Dirigió su atención al cuenco de té que estaba ante él. Era la primera vez que le servían de esa manera, y no tenía la menor idea de lo que debía hacer a continuación. El cuenco de té le sorprendió, pues parecía un objeto que podría haber sido hecho por un niño jugando con barro. No obstante, visto contra el color del cuenco, el verde intenso de la espuma del té era más sereno y etéreo que el cielo.

Musashi miró impotente a Kōetsu, el cual ya se había comido su pastelillo y sostenía de una manera encantadora el cuenco de té con ambas manos, como quien acaricia un objeto cálido en una noche fría. Se tomó el té de dos o tres sorbos.

—Señor —empezó a decir con vacilación—. Sólo soy un ignorante muchacho campesino y no sé absolutamente nada de la ceremonia del té. Ni siquiera estoy seguro de cómo se bebe.

Myōshū le reconvino cariñosamente.

—No tiene ninguna importancia, querido. En el acto de tomar el té no debe haber nada sofisticado o esotérico. Si eres un chico del campo, entonces bébelo como lo harías en el campo.

—¿No importa de veras?

—Claro que no. Los modales no son una cuestión de reglas, sino que provienen del corazón. Lo mismo sucede con la esgrima, ¿no es cierto?

—Planteado de esa manera, sí.

—Si te sientes inseguro sobre el modo correcto de beber, no disfrutarás del té. Cuando usas una espada, no puedes permitir que tu cuerpo se ponga demasiado tenso, pues eso quebraría la armonía entre la espada y tu espíritu. ¿Me equivoco?

—No, señora. —Musashi inclinó sin darse cuenta la cabeza y aguardó a que la anciana monja prosiguiera la lección.

Ella soltó una risita cantarina.

—¡Hay que ver! Aquí me tienes hablando de esgrima cuando no sé una sola palabra de eso.

—Ahora me tomaré el té —dijo Musashi con renovada confianza.

Tenía las piernas fatigadas por permanecer sentado en el estilo formal, así que las cruzó delante de él en una posición más cómoda. Rápidamente vació el cuenco de té y lo dejó en el suelo. El brebaje era muy amargo. Ni siquiera por cortesía pudo obligarse a decir que era bueno.

—¿Tomarás otra taza?

—No, gracias, es suficiente.

Se preguntó qué bondades encontraban en aquel líquido amargo. ¿Por qué hablaban con tanta seriedad de la «sencilla pureza» de su sabor y esa clase de cosas? A pesar de que no podía entenderlo, le resultaba imposible considerar a su anfitrión sin sentir hacia él una profunda admiración. Reflexionó en que, al fin y al cabo, en el té debía de haber algo más de lo que él había detectado, pues de lo contrario no se habría convertido en el núcleo de toda una filosofía estética y vital, ni tampoco grandes hombres como Hideyoshi e Ieyasu habrían mostrado tanto interés por él.

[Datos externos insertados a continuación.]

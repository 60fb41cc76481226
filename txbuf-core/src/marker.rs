//! Markers recording what has already been emitted downstream

use crate::{LogPosition, TableId, Timestamp, TransactionId};
use serde::{Deserialize, Serialize};

/// Records that a committed transaction has been emitted.
///
/// Presence of a marker means the transaction must not be re-buffered or
/// re-emitted, even when a restart replays earlier log positions.
#[derive(Debug, Clone, PartialEq, Eq, Serialize, Deserialize)]
pub struct ProcessedTransactionMarker {
    pub transaction_id: TransactionId,
    pub commit_position: LogPosition,
    pub recorded_at: Timestamp,
}

/// A DDL record seen in the log and whether it has been applied to the
/// downstream schema representation.
#[derive(Debug, Clone, PartialEq, Eq, Serialize, Deserialize)]
pub struct SchemaChangeMarker {
    pub position: LogPosition,
    pub table_id: TableId,
    pub ddl_text: String,
    pub applied: bool,
}

impl SchemaChangeMarker {
    /// A marker for a DDL record that has not been applied yet.
    pub fn pending(
        position: impl Into<LogPosition>,
        table_id: TableId,
        ddl_text: impl Into<String>,
    ) -> Self {
        Self {
            position: position.into(),
            table_id,
            ddl_text: ddl_text.into(),
            applied: false,
        }
    }
}
//! Processed-transaction markers.
//!
//! A transaction id present in this cache has already been emitted
//! downstream. After a restart the buffer consults it so that replayed log
//! records never produce a second emission.

use std::sync::Arc;

use chrono::Utc;
use txbuf_core::{LogPosition, ProcessedTransactionMarker, TransactionId, TxBufResult};

use crate::cache::codec::{collect_entries, decode_value, encode_value, transaction_key};
use crate::cache::CacheBackend;

/// Cache of transactions already emitted downstream.
pub struct DedupCache {
    cache: Arc<dyn CacheBackend>,
}

impl DedupCache {
    pub fn new(cache: Arc<dyn CacheBackend>) -> Self {
        Self { cache }
    }

    /// Record `transaction_id` as emitted at `commit_position`.
    ///
    /// Returns `true` on the first marking. Marking again keeps the original
    /// record time and only moves the commit position.
    pub fn mark_processed(
        &self,
        transaction_id: &TransactionId,
        commit_position: LogPosition,
    ) -> TxBufResult<bool> {
        let key = transaction_key(transaction_id);
        let (marker, first) = match self.marker(transaction_id)? {
            Some(mut marker) => {
                marker.commit_position = commit_position;
                (marker, false)
            }
            None => (
                ProcessedTransactionMarker {
                    transaction_id: transaction_id.clone(),
                    commit_position,
                    recorded_at: Utc::now(),
                },
                true,
            ),
        };

        self.cache
            .put(&key, &encode_value(self.cache.name(), &marker)?)?;
        tracing::debug!(
            transaction_id = %transaction_id,
            commit_position = %commit_position,
            first,
            "Marked transaction processed"
        );
        Ok(first)
    }

    pub fn is_processed(&self, transaction_id: &TransactionId) -> TxBufResult<bool> {
        Ok(self.cache.get(&transaction_key(transaction_id))?.is_some())
    }

    /// Commit position recorded for a processed transaction.
    pub fn commit_position(
        &self,
        transaction_id: &TransactionId,
    ) -> TxBufResult<Option<LogPosition>> {
        Ok(self
            .marker(transaction_id)?
            .map(|marker| marker.commit_position))
    }

    pub fn marker(
        &self,
        transaction_id: &TransactionId,
    ) -> TxBufResult<Option<ProcessedTransactionMarker>> {
        self.cache
            .get(&transaction_key(transaction_id))?
            .map(|bytes| decode_value(self.cache.name(), &bytes))
            .transpose()
    }

    /// Drop markers committed strictly before `position`. Returns how many
    /// were removed.
    ///
    /// Safe once the source can no longer replay records below `position`.
    pub fn prune_before(&self, position: LogPosition) -> TxBufResult<u64> {
        let stale = collect_entries::<ProcessedTransactionMarker, _>(self.cache.as_ref(), |m| {
            m.commit_position < position
        })?;

        let mut removed = 0;
        for (key, _) in stale {
            if self.cache.remove(&key)? {
                removed += 1;
            }
        }

        if removed > 0 {
            tracing::debug!(
                position = %position,
                removed,
                "Pruned processed transaction markers"
            );
        }
        Ok(removed)
    }

    pub fn size(&self) -> TxBufResult<u64> {
        self.cache.size()
    }

    pub fn clear(&self) -> TxBufResult<()> {
        self.cache.clear()
    }
}
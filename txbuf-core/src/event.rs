//! Mined events and in-flight transaction metadata

use crate::{LogPosition, RowImageRef, SequenceNumber, TableId, Timestamp, TransactionId};
use serde::{Deserialize, Serialize};

/// Kind of row-level mutation reconstructed from the log.
#[derive(Debug, Clone, Copy, PartialEq, Eq, Hash, Serialize, Deserialize)]
#[serde(rename_all = "lowercase")]
pub enum OperationKind {
    Insert,
    Update,
    Delete,
}

/// A single row-level mutation belonging to a transaction.
#[derive(Debug, Clone, PartialEq, Eq, Serialize, Deserialize)]
pub struct Event {
    pub transaction_id: TransactionId,
    pub sequence_number: SequenceNumber,
    pub table_id: TableId,
    pub operation: OperationKind,
    pub before_image: Option<RowImageRef>,
    pub after_image: Option<RowImageRef>,
    pub position: LogPosition,
}

impl Event {
    pub fn insert(
        transaction_id: impl Into<TransactionId>,
        sequence_number: SequenceNumber,
        table_id: TableId,
        after_image: RowImageRef,
        position: impl Into<LogPosition>,
    ) -> Self {
        Self {
            transaction_id: transaction_id.into(),
            sequence_number,
            table_id,
            operation: OperationKind::Insert,
            before_image: None,
            after_image: Some(after_image),
            position: position.into(),
        }
    }

    pub fn update(
        transaction_id: impl Into<TransactionId>,
        sequence_number: SequenceNumber,
        table_id: TableId,
        before_image: RowImageRef,
        after_image: RowImageRef,
        position: impl Into<LogPosition>,
    ) -> Self {
        Self {
            transaction_id: transaction_id.into(),
            sequence_number,
            table_id,
            operation: OperationKind::Update,
            before_image: Some(before_image),
            after_image: Some(after_image),
            position: position.into(),
        }
    }

    pub fn delete(
        transaction_id: impl Into<TransactionId>,
        sequence_number: SequenceNumber,
        table_id: TableId,
        before_image: RowImageRef,
        position: impl Into<LogPosition>,
    ) -> Self {
        Self {
            transaction_id: transaction_id.into(),
            sequence_number,
            table_id,
            operation: OperationKind::Delete,
            before_image: Some(before_image),
            after_image: None,
            position: position.into(),
        }
    }
}

/// Metadata for one active (uncommitted) transaction.
///
/// Events live in a separate cache keyed by `(transaction_id, slot)` where
/// `slot` runs `0..event_count` in arrival order, so a large transaction never
/// has to fit into a single cached value.
#[derive(Debug, Clone, PartialEq, Eq, Serialize, Deserialize)]
pub struct TransactionMetadata {
    pub transaction_id: TransactionId,
    /// Position of the first event seen for this transaction.
    pub start_position: LogPosition,
    /// Number of stored event slots.
    pub event_count: u64,
    /// Sequence number of the most recently appended event.
    pub last_sequence: SequenceNumber,
    pub started_at: Timestamp,
}

impl TransactionMetadata {
    /// Metadata for a transaction whose first event is `event`, before that
    /// event is counted.
    pub fn begin(event: &Event, started_at: Timestamp) -> Self {
        Self {
            transaction_id: event.transaction_id.clone(),
            start_position: event.position,
            event_count: 0,
            last_sequence: 0,
            started_at,
        }
    }

    /// Whether `sequence` may be appended after the events already stored.
    pub fn accepts(&self, sequence: SequenceNumber) -> bool {
        self.event_count == 0 || sequence > self.last_sequence
    }
}

#[cfg(test)]
mod tests {
    use super::*;
    use chrono::Utc;

    fn table() -> TableId {
        TableId::new("HR", "EMP")
    }

    #[test]
    fn test_event_constructors_set_images() {
        let insert = Event::insert("tx1", 1, table(), RowImageRef::new("a"), 100u64);
        assert_eq!(insert.operation, OperationKind::Insert);
        assert!(insert.before_image.is_none());
        assert!(insert.after_image.is_some());

        let delete = Event::delete("tx1", 2, table(), RowImageRef::new("a"), 101u64);
        assert_eq!(delete.operation, OperationKind::Delete);
        assert!(delete.after_image.is_none());
    }

    #[test]
    fn test_metadata_accepts_only_increasing_sequences() {
        let first = Event::insert("tx1", 7, table(), RowImageRef::new("a"), 100u64);
        let mut meta = TransactionMetadata::begin(&first, Utc::now());
        assert_eq!(meta.start_position, LogPosition::new(100));
        assert!(meta.accepts(7));

        meta.event_count = 1;
        meta.last_sequence = 7;
        assert!(!meta.accepts(7));
        assert!(!meta.accepts(6));
        assert!(meta.accepts(8));
    }
}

Recordó que Yagyū Sekishūsai se había dedicado en su ancianidad al Camino del Té, y que Takuan también hablaba de sus virtudes. Contempló el cuenco y el paño debajo de él, y de repente imaginó la peonía blanca del jardín de Sekishūsai y experimentó de nuevo la emoción que le produjo. Ahora, inexplicablemente, el cuenco de té le afectaba de la misma manera poderosa. Por un momento se preguntó si su emoción habría sido visible.

Cogió el cuenco cuidadosamente y se lo puso sobre una rodilla. Los ojos le brillaban mientras lo examinaba, sentía una excitación como jamás había experimentado hasta entonces. Estudió la parte inferior de la vasija y los trazos de la espátula del alfarero, y se dio cuenta de que las líneas tenían la misma precisión que el corte en el tallo de la peonía de Sekishūsai. También aquel cuenco sin pretensiones era obra de un genio, y revelaba la presencia del espíritu, la intuición del misterio.

Apenas podía respirar. No sabía por qué, pero percibía la fuerza del maestro artesano. Esa sensación le llegaba en silencio pero inequívocamente, pues era mucho más sensible a la fuerza latente que residía en aquel objeto de lo que habría sido la mayoría de la gente. Frotó el cuenco, reacio a perder el contacto físico con él.

—No sé, Kōetsu, más sobre los utensilios de lo que sé acerca del té, pero diría que esta vasija ha sido hecha por un alfarero muy hábil.

—¿Por qué lo dices?

Las palabras del artista eran tan amables como la expresión de su rostro, cuyos ojos traslucían simpatía y armonizaban con la boca bien formada. Las comisuras de los ojos se inclinaron levemente hacia abajo, dándole un aire de gravedad, pero las arrugas alrededor de los bordes eran burlonas.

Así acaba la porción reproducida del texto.